L’épargne, ennemie de la consommation
Il y a du bon sens dans cette intuition. Les Français ont en effet mis énormément d’argent de côté pendant la période de confinement et ont surtout continué après, transformant leur épargne forcée en épargne de précaution : de mars à juillet le montant net des dépôts bancaires ont atteint près de 98 milliards d’euros. C’est plus de 60 milliards de plus que la moyenne constatée sur les 5 dernières années.
En face, la consommation n’a toujours pas atteint son niveau d’avant-crise. Aucune ruée dans les magasins ou frénésie dépensière compensatoire après la période de confinement, les Français ne se pressent pas pour dépenser plus. Conséquences, les niveaux d’activité restent très bas. Dégradés, les climats des affaires sont nettement inférieurs à leur moyenne de long terme et des niveaux atteints avant la crise dans le commerce de détail ou l’hébergement-restauration. Globalement, tous ceux dont l’activité est directement liée aux dépenses des ménages souffrent et avec eux l’ensemble de leurs fournisseurs. De fil en aiguille, ce sont des milliers d’emplois qui sont menacés.

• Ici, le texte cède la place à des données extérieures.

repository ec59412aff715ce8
//! Provisioning configuration.
//!
//! # Components
//!
//! - [`ProvisionConfig`] - advertised identity, characteristic identifiers and
//!   connect timing (host-testable, JSON-loadable on host)

mod provision;

pub use provision::{
    ConfigError, ProvisionConfig, DEFAULT_DEVICE_NAME, DEFAULT_MAX_POLLS,
    DEFAULT_NETWORK_ID_UUID, DEFAULT_NETWORK_SECRET_UUID, DEFAULT_SERVICE_UUID,
    DEFAULT_STATUS_UUID, MAX_DEVICE_NAME_LEN, MAX_NETWORK_ID_LEN, MAX_NETWORK_SECRET_LEN,
};
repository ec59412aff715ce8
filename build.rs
fn main() {
    // Only run ESP-IDF build system when targeting ESP32 (Xtensa architecture)
    // Build scripts run on the host, so we check the TARGET env var
    if let Ok(target) = std::env::var("TARGET") {
        if target.contains("xtensa") {
            embuild::espidf::sysenv::output();
        }
    }
}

L’épargne, fausse amie de l’investissement
Mais le procès en oisiveté de l’épargne ne peut pas être mené qu’à charge. Si l’épargne est peut-être l’ennemie de la consommation, elle est supposée être l’amie de l’investissement. Ce n’est pas simplement de l’agent qui dort. Son gonflement doit certes pour beaucoup aux sommes versées sur les dépôts à vue. Les montants cumulés entre mars et juillet ont approché les 60 milliards d’euros contre moins de 35 généralement constatés.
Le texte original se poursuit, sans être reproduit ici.